Where does the word "actual" occur in the entries below? Copy every line that has it.
====== SUPPLIED MATERIAL
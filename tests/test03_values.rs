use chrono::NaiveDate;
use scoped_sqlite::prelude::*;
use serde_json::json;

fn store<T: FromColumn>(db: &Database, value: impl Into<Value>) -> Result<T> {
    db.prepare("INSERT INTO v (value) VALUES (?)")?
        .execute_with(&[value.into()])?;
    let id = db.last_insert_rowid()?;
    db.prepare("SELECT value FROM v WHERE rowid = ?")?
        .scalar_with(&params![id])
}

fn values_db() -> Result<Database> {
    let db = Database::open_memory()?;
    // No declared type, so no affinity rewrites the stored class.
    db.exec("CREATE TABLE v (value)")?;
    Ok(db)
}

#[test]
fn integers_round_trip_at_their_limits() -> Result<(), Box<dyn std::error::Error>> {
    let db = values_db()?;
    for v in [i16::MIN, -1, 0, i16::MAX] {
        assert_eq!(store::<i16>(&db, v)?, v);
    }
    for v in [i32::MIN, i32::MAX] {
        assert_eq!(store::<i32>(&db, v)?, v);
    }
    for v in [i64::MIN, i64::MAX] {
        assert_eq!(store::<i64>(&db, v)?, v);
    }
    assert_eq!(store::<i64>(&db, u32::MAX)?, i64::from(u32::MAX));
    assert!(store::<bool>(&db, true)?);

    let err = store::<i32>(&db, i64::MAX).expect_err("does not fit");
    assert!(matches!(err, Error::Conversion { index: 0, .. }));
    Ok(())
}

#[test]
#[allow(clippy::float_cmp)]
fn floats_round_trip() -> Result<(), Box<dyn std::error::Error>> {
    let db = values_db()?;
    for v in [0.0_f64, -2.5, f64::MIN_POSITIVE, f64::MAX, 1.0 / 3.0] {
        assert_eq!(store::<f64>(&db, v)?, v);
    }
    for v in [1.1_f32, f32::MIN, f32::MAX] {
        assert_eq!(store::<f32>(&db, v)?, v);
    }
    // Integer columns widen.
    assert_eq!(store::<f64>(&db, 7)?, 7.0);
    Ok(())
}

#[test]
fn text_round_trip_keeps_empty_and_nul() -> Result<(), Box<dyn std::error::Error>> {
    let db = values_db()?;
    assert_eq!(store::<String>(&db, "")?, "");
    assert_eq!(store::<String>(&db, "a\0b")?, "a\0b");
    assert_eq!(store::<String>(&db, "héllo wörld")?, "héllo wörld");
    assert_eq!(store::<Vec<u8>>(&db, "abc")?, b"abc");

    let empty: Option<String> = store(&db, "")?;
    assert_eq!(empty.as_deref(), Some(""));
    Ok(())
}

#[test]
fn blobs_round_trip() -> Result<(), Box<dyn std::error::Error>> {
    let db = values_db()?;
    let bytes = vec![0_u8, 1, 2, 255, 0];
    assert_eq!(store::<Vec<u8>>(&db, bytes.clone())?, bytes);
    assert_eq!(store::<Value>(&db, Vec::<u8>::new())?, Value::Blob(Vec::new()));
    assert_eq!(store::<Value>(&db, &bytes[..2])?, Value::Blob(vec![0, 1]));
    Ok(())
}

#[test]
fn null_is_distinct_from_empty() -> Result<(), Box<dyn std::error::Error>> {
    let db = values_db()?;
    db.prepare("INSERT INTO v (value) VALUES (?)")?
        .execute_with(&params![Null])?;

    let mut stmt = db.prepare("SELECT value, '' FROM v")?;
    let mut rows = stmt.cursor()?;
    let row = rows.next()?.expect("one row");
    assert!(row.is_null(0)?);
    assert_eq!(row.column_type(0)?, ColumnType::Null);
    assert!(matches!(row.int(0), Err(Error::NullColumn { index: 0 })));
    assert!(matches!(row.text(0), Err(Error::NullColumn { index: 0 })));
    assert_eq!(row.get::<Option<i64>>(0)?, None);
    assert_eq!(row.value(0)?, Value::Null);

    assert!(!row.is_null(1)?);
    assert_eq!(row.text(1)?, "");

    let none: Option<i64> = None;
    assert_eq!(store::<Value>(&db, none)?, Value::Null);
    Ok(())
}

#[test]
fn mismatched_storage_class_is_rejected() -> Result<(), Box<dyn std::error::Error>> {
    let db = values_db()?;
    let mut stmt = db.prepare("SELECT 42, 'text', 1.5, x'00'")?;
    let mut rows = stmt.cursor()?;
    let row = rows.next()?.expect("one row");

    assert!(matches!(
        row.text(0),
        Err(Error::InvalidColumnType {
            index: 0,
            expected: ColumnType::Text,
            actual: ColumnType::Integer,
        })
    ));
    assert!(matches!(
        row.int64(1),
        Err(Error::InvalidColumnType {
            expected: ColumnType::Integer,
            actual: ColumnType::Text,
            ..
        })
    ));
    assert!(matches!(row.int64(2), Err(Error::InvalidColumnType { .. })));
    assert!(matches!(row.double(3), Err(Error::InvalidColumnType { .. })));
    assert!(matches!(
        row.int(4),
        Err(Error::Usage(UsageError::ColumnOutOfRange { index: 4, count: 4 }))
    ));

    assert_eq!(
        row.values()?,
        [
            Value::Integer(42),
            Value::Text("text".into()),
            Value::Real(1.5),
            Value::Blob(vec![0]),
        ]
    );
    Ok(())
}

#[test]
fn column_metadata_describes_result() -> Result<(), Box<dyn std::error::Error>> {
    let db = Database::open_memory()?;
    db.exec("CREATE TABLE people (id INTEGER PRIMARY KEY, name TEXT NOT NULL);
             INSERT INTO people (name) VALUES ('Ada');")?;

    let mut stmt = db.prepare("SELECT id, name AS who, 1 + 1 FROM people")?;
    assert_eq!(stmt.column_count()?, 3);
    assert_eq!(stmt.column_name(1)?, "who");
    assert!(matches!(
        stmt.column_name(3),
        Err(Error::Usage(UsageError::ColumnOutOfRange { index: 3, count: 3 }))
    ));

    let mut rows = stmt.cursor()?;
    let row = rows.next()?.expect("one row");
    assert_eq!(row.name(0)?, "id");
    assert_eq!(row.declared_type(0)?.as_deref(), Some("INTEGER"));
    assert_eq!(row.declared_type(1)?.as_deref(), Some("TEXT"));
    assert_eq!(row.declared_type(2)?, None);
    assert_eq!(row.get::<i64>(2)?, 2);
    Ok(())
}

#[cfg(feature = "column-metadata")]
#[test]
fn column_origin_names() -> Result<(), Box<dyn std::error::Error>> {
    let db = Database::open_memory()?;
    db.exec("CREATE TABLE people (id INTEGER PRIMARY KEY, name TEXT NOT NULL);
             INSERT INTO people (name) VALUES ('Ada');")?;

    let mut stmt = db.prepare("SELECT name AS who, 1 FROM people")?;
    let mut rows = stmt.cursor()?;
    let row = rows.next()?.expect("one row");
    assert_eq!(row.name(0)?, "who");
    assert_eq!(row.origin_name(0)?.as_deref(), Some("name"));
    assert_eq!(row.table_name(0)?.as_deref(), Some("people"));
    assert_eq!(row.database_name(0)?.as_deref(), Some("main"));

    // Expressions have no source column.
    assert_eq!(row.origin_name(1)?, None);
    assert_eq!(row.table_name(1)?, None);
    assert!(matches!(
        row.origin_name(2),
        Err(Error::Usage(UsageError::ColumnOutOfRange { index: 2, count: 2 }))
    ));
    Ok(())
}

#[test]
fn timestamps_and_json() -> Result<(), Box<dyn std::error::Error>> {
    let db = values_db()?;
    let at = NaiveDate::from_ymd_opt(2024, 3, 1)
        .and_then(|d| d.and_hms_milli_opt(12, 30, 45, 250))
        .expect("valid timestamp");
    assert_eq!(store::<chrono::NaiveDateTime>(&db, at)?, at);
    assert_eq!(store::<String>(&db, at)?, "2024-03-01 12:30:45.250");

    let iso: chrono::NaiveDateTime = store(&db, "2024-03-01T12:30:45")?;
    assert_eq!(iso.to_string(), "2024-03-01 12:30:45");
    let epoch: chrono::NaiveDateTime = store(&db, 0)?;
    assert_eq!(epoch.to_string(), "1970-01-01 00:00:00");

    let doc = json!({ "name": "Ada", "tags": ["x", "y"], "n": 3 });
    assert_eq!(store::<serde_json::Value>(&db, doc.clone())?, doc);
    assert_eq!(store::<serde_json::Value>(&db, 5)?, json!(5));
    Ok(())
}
============
====== SUPPLIED MATERIAL
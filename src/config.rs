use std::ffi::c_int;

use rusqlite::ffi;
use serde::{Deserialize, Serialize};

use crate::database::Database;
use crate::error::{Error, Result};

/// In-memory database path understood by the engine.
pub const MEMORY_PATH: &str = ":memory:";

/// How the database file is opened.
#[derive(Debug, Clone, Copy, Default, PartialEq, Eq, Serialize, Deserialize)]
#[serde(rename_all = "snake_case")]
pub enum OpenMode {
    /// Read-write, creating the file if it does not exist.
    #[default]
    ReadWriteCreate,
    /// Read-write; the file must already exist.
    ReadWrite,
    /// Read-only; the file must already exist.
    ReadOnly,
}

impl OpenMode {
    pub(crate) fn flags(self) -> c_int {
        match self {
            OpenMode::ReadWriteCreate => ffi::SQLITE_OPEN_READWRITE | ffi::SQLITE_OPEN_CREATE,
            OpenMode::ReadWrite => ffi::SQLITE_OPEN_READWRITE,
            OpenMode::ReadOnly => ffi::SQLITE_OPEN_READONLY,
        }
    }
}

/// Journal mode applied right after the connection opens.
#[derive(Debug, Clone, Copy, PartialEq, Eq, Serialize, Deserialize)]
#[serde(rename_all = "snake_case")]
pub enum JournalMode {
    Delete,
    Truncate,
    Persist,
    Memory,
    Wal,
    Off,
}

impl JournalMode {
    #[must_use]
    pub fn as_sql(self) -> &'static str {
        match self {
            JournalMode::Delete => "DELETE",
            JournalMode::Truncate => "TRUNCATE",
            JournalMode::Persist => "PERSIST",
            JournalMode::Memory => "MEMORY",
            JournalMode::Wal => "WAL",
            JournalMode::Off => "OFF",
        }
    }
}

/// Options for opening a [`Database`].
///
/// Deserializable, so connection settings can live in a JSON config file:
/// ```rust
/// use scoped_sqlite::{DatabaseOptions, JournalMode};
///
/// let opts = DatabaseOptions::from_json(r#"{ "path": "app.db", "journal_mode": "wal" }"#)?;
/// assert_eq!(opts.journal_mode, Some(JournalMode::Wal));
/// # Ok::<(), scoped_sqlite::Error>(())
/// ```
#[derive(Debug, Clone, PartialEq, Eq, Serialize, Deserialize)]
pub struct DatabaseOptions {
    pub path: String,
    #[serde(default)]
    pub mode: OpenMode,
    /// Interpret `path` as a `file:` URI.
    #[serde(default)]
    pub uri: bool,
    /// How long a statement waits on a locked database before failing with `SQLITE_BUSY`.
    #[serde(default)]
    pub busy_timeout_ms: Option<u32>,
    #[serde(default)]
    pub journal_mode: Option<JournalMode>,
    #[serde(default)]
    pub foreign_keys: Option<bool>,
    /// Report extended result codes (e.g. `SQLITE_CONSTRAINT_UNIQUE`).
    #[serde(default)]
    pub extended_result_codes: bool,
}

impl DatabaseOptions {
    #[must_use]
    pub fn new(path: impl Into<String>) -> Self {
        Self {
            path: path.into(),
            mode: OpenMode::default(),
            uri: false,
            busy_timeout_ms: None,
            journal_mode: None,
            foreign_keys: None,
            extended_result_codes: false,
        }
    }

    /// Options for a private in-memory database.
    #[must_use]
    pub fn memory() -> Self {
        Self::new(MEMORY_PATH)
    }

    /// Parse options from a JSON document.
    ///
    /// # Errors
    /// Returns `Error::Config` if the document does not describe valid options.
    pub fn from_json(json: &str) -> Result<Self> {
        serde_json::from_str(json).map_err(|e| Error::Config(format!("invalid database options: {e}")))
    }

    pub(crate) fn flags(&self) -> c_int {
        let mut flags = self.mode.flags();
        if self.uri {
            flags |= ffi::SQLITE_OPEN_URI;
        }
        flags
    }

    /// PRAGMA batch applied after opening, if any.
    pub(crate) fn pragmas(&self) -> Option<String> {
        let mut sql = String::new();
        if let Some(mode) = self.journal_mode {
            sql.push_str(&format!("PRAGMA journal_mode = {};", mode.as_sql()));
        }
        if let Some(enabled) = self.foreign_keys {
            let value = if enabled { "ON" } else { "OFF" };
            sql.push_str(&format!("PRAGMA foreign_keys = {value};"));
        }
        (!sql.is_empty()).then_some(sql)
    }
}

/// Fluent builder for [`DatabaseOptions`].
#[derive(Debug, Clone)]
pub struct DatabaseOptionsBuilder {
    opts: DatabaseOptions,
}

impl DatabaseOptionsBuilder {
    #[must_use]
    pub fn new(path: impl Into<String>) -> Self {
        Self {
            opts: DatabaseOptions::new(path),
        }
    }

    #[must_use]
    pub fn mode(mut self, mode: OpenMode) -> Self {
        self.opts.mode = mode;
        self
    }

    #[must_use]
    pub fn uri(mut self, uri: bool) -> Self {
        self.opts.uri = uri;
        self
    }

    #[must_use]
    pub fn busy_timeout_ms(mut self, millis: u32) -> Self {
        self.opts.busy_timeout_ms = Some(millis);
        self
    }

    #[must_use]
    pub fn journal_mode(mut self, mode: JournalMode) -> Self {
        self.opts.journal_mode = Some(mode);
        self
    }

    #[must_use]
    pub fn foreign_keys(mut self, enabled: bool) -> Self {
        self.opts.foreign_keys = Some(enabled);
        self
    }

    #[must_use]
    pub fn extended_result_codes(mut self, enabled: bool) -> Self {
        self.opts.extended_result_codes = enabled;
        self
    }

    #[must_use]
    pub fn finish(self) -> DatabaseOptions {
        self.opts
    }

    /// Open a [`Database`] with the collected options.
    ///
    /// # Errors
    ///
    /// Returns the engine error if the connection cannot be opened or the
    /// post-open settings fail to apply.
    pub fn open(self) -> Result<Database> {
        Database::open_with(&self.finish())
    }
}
============
====== SUPPLIED MATERIAL
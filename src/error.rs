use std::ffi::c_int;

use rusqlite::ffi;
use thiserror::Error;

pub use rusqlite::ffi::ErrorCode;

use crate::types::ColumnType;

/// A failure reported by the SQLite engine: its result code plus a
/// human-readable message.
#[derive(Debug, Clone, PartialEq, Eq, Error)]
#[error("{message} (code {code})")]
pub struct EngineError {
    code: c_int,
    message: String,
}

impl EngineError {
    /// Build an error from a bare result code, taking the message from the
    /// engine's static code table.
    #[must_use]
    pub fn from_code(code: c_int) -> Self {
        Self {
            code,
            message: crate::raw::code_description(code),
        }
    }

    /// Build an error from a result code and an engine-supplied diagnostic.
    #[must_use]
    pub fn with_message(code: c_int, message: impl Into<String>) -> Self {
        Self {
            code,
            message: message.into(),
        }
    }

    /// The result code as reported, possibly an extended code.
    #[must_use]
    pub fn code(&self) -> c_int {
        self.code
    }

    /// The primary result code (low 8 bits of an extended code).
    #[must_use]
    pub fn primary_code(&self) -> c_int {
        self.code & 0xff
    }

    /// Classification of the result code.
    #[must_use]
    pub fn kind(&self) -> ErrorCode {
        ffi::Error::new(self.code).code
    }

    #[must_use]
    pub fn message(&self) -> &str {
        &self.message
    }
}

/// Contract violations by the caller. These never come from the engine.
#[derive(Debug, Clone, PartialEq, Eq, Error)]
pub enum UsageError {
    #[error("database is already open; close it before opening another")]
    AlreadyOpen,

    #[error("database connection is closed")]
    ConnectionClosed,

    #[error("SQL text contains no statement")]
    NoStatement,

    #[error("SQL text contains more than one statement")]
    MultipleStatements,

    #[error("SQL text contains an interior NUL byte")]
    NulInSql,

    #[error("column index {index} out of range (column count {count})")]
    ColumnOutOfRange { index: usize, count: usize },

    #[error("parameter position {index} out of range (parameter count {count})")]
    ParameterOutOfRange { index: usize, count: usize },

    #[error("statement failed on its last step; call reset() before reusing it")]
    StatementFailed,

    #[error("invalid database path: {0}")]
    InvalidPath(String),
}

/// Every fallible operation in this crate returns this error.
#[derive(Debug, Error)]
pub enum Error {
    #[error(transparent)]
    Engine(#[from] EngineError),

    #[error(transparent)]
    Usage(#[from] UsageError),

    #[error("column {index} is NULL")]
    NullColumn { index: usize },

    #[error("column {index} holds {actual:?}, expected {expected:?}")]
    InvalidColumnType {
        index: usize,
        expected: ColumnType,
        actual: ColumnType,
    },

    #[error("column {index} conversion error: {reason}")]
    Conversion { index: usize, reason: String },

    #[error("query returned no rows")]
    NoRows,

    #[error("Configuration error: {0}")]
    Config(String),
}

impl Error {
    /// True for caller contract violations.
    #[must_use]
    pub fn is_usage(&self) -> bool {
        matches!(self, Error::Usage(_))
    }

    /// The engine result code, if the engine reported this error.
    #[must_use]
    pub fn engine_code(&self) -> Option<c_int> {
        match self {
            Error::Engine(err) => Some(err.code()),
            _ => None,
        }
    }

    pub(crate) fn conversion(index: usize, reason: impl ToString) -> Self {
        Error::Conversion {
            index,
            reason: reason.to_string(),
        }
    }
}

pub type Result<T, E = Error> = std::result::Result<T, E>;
============
§ SOLUTION TO THIS TASK
            actual: ColumnType::Integer,
            actual: ColumnType::Text,
    #[error("column {index} holds {actual:?}, expected {expected:?}")]
        actual: ColumnType,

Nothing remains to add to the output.